> _About this task_:
Scan the listing below for the string "fields" and copy each line where it turns up.

*** Block opens ***

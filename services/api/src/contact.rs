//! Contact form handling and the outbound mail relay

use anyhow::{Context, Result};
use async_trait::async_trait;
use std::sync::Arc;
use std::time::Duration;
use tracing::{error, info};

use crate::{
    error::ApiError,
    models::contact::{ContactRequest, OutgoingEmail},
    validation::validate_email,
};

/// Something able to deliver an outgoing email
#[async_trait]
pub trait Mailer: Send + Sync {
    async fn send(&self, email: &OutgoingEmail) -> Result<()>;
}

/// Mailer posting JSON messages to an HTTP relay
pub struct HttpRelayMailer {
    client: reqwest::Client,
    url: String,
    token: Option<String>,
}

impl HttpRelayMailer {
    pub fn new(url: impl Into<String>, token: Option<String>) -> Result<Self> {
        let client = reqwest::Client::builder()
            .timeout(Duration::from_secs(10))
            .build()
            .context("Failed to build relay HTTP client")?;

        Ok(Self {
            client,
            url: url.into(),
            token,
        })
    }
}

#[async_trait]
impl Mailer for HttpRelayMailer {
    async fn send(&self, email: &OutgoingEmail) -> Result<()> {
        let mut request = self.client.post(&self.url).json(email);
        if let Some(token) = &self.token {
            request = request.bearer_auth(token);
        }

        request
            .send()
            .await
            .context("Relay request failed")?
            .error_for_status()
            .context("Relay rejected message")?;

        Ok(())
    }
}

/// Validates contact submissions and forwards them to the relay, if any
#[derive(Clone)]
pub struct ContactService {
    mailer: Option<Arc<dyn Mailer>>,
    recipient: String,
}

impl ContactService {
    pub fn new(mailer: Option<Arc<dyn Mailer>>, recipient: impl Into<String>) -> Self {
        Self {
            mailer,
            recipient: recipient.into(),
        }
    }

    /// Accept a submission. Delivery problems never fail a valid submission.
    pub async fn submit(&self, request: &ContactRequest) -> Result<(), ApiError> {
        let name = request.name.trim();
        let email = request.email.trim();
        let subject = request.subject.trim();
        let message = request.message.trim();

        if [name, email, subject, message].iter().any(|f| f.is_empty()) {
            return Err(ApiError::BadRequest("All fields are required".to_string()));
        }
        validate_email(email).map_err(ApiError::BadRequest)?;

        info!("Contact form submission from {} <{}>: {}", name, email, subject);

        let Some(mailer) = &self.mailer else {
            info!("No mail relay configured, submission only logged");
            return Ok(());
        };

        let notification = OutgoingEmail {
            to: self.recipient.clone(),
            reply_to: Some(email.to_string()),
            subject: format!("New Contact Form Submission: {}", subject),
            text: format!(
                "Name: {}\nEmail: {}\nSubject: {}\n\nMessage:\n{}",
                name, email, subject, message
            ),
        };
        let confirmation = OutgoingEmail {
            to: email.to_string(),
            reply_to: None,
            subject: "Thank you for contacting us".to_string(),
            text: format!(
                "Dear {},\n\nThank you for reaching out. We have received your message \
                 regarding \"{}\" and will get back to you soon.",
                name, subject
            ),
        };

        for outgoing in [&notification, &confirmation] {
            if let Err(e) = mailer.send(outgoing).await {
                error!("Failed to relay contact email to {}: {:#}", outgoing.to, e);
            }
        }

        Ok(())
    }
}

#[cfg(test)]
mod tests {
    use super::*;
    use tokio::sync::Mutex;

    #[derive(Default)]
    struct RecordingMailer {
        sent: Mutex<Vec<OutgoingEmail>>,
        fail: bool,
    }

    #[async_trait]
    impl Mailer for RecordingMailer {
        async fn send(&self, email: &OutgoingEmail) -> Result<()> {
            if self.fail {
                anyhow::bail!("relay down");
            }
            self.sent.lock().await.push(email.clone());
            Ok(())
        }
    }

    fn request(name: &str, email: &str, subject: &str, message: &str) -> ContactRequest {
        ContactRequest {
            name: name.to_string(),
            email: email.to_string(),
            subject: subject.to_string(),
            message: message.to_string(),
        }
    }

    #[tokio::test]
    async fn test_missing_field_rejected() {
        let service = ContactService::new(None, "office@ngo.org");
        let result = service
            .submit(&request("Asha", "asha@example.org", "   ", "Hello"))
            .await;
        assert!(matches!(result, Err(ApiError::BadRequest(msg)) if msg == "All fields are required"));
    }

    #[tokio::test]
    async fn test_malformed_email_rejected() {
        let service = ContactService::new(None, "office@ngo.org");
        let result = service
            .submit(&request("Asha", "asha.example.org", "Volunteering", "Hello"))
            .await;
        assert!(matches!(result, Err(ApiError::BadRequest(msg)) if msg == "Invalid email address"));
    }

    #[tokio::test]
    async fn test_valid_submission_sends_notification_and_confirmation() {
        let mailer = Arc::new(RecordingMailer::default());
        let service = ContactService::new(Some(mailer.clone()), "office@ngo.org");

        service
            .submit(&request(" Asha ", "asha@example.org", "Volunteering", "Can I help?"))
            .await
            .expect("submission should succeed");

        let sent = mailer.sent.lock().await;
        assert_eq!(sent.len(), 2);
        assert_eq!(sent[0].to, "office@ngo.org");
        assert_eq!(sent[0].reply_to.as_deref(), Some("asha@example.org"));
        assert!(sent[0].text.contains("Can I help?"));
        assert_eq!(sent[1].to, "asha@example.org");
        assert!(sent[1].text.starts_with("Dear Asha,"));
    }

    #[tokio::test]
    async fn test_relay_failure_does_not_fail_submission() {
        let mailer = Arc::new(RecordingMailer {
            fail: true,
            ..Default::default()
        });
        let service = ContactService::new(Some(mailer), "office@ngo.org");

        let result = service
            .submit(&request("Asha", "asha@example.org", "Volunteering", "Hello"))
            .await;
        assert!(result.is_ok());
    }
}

*** Block closes ***

> _Solution to the problem_:
            return Err(ApiError::BadRequest("All fields are required".to_string()));
        assert!(matches!(result, Err(ApiError::BadRequest(msg)) if msg == "All fields are required"));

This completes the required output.